It’s time to separate fact from fiction when it comes to head lice, and the American Academy of Pediatrics wants to start with dispelling the idea that children cannot attend school if they have an infestation. According to the Academy, not only does this policy not reduce head lice cases, but it can also create a bad stigma for the otherwise commonplace annoyance.

On Monday, the American Academy of Pediatrics released new guidelines on dealing with head lice and announced that children with lice infestations should not be banned from going to school. As reported by HNGN, the academy found the policy discriminating because current treatments allow for children to attend school during the day and receive lice treatment when they return home.

Research has shown that “no-nit” policies, where students are not permitted to attend school during a head lice infestation, may do far more harm than good. These policies have been found to increase the risk of incorrect diagnosis of head lice and the number of days children are not in school. They also put a social stigma on head lice and may even hinder the child’s academic performance. “No-nit” policies were found not successful in reducing the number of head lice cases because most cases of head lice are caught from close family members or friends, not classmates.

Head lice are tiny wingless parasites that affect only humans. They live off blood sucked from their host’s scalp and can spread by coming in close physical contact with an infected individual or sharing personal items or home furnishing. An estimated six to 12 million U.S. children will get head lice every year.

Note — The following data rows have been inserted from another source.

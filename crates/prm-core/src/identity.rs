//! # Model Object Identifiers
//!
//! Newtype wrappers for the identifiers of building-model objects.
//! These prevent accidental identifier confusion: you cannot pass a
//! `SpaceId` where a `ThermalZoneId` is expected.

use serde::{Deserialize, Serialize};
use uuid::Uuid;

macro_rules! object_id {
    ($(#[$doc:meta])* $name:ident, $prefix:literal) => {
        $(#[$doc])*
        #[derive(Debug, Clone, Copy, PartialEq, Eq, Hash, PartialOrd, Ord, Serialize, Deserialize)]
        pub struct $name(pub Uuid);

        impl $name {
            /// Generate a new random identifier.
            pub fn new() -> Self {
                Self(Uuid::new_v4())
            }

            /// Access the inner UUID.
            pub fn as_uuid(&self) -> &Uuid {
                &self.0
            }
        }

        impl Default for $name {
            fn default() -> Self {
                Self::new()
            }
        }

        impl std::fmt::Display for $name {
            fn fmt(&self, f: &mut std::fmt::Formatter<'_>) -> std::fmt::Result {
                write!(f, concat!($prefix, ":{}"), self.0)
            }
        }
    };
}

object_id!(
    /// Identifier for a space (an enclosed volume with surfaces and loads).
    SpaceId,
    "space"
);
object_id!(
    /// Identifier for a space type (shared loads and standards classification).
    SpaceTypeId,
    "space-type"
);
object_id!(
    /// Identifier for a thermal zone.
    ThermalZoneId,
    "zone"
);
object_id!(
    /// Identifier for an air loop (air handling system).
    AirLoopId,
    "air-loop"
);
object_id!(
    /// Identifier for a schedule.
    ScheduleId,
    "schedule"
);
object_id!(
    /// Identifier for an internal load (people, lights, equipment).
    LoadId,
    "load"
);
object_id!(
    /// Identifier for service water use equipment.
    WaterUseEquipmentId,
    "water-use"
);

Lice do not spread any disease and are not an indication of filth or poor personal hygiene. They are just annoying and uncomfortable.

Fact From Fiction

Head lice are only spread from contact with either infested humans or items of infested humans. Animals cannot become infested with head lice and therefore cannot spread them. Head lice can also infest any type of hair, no matter how long it is, how clean it is, or what texture it is.

According to the Centers for Disease Control and Prevention, certain races are more prone to head lice infestations than others. In the United States, black people are far less likely than those of other races to become infested with head lice. This is because head lice have adapted to grasping the shape and width of certain types of hair and have trouble gaining footing in black hair.

The CDC reports that young girls are more likely than boys to have head lice infestations, but this is most likely due to more frequent head-to-head contact and has nothing to do with the length of the actual hair.

The new guidelines also include recommendations for how parents should treat head lice infestations. According to the revisions, parents should only seek a doctor for a prescription head lice medication if an over-the-counter drug has failed to clear up the infestation.